━━━━━ Input ━━━━━
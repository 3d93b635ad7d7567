// /////////////////////////////////////////////////////////////////////////////
// CDC Relay
// Copyright (c) 2025 Michael Gardner, A Bit of Help, Inc.
// SPDX-License-Identifier: BSD-3-Clause
// See LICENSE file in the project root.
// /////////////////////////////////////////////////////////////////////////////

//! # Configuration Loading
//!
//! Layers configuration sources in increasing precedence:
//!
//! 1. Built-in defaults (the `Default` impls in [`settings`]).
//! 2. A TOML file - either an explicit `--config` path (which must exist)
//!    or the conventional `config/pipeline.toml` (which may be absent).
//! 3. Environment variables under the `CDC_` prefix with `__` separating
//!    nested keys (`CDC_RETRY__MAX_ATTEMPTS=7`).
//!
//! After merging, [`settings::RelaySettings::validate`] range-checks every
//! option; any violation is fatal and surfaces as exit code 1.

pub mod settings;

use std::path::Path;

use cdc_relay_bootstrap::BootstrapLogger;
use cdc_relay_domain::PipelineError;

use settings::RelaySettings;

/// Environment variable prefix for overrides.
pub const ENV_PREFIX: &str = "CDC";

/// Conventional configuration file location when `--config` is absent.
pub const DEFAULT_CONFIG_BASENAME: &str = "config/pipeline";

/// Loads, merges, and validates the relay settings.
///
/// An explicitly provided path that does not exist is an error; the
/// conventional default location is allowed to be missing, in which case the
/// built-in defaults plus environment overrides apply.
pub fn load_settings(
    path: Option<&Path>,
    logger: &dyn BootstrapLogger,
) -> Result<RelaySettings, PipelineError> {
    let mut builder = config::Config::builder();

    match path {
        Some(path) => {
            if !path.exists() {
                return Err(PipelineError::invalid_config(format!(
                    "Configuration file not found: {}",
                    path.display()
                )));
            }
            logger.info(&format!("Loading configuration from {}", path.display()));
            builder = builder.add_source(config::File::from(path.to_path_buf()));
        }
        None => {
            logger.debug(&format!(
                "No --config given, trying {DEFAULT_CONFIG_BASENAME}.toml"
            ));
            builder =
                builder.add_source(config::File::with_name(DEFAULT_CONFIG_BASENAME).required(false));
        }
    }

    builder = builder.add_source(
        config::Environment::with_prefix(ENV_PREFIX)
            .separator("__")
            .try_parsing(true),
    );

    let merged = builder
        .build()
        .map_err(|e| PipelineError::invalid_config(format!("Failed to load configuration: {e}")))?;

    let settings: RelaySettings = merged
        .try_deserialize()
        .map_err(|e| PipelineError::invalid_config(format!("Failed to parse configuration: {e}")))?;

    settings.validate()?;
    logger.info("Configuration loaded and validated");
    Ok(settings)
}

#[cfg(test)]
mod tests {
    use super::*;
    use cdc_relay_bootstrap::NoOpLogger;
    use std::io::Write;

    #[test]
    fn test_missing_explicit_path_is_error() {
        let result = load_settings(
            Some(Path::new("/nonexistent/pipeline.toml")),
            &NoOpLogger::new(),
        );
        assert!(matches!(
            result,
            Err(PipelineError::InvalidConfiguration(_))
        ));
    }

    #[test]
    fn test_load_from_toml_file() {
        let mut file = tempfile::Builder::new()
            .suffix(".toml")
            .tempfile()
            .unwrap();
        writeln!(
            file,
            r#"
[pipeline]
batch_size = 250
max_parallelism = 8

[retry]
max_attempts = 7

[source]
keyspace = "metrics"
"#
        )
        .unwrap();
        file.flush().unwrap();

        let settings = load_settings(Some(file.path()), &NoOpLogger::new()).unwrap();
        assert_eq!(settings.pipeline.batch_size, 250);
        assert_eq!(settings.pipeline.max_parallelism, 8);
        assert_eq!(settings.retry.max_attempts, 7);
        assert_eq!(settings.source.keyspace, "metrics");
        // Untouched options keep their defaults.
        assert_eq!(settings.pipeline.max_in_flight_batches, 10);
    }

    #[test]
    fn test_out_of_range_value_rejected() {
        let mut file = tempfile::Builder::new()
            .suffix(".toml")
            .tempfile()
            .unwrap();
        writeln!(file, "[pipeline]\nbatch_size = 99999").unwrap();
        file.flush().unwrap();

        let result = load_settings(Some(file.path()), &NoOpLogger::new());
        assert!(result.is_err());
    }

    #[test]
    fn test_malformed_toml_rejected() {
        let mut file = tempfile::Builder::new()
            .suffix(".toml")
            .tempfile()
            .unwrap();
        writeln!(file, "pipeline = not-a-table").unwrap();
        file.flush().unwrap();

        assert!(load_settings(Some(file.path()), &NoOpLogger::new()).is_err());
    }
}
━━━━━
__Work to complete__:
What is the number of lines in the records that contain the string "const"? Give only that number.

__Reply__:
2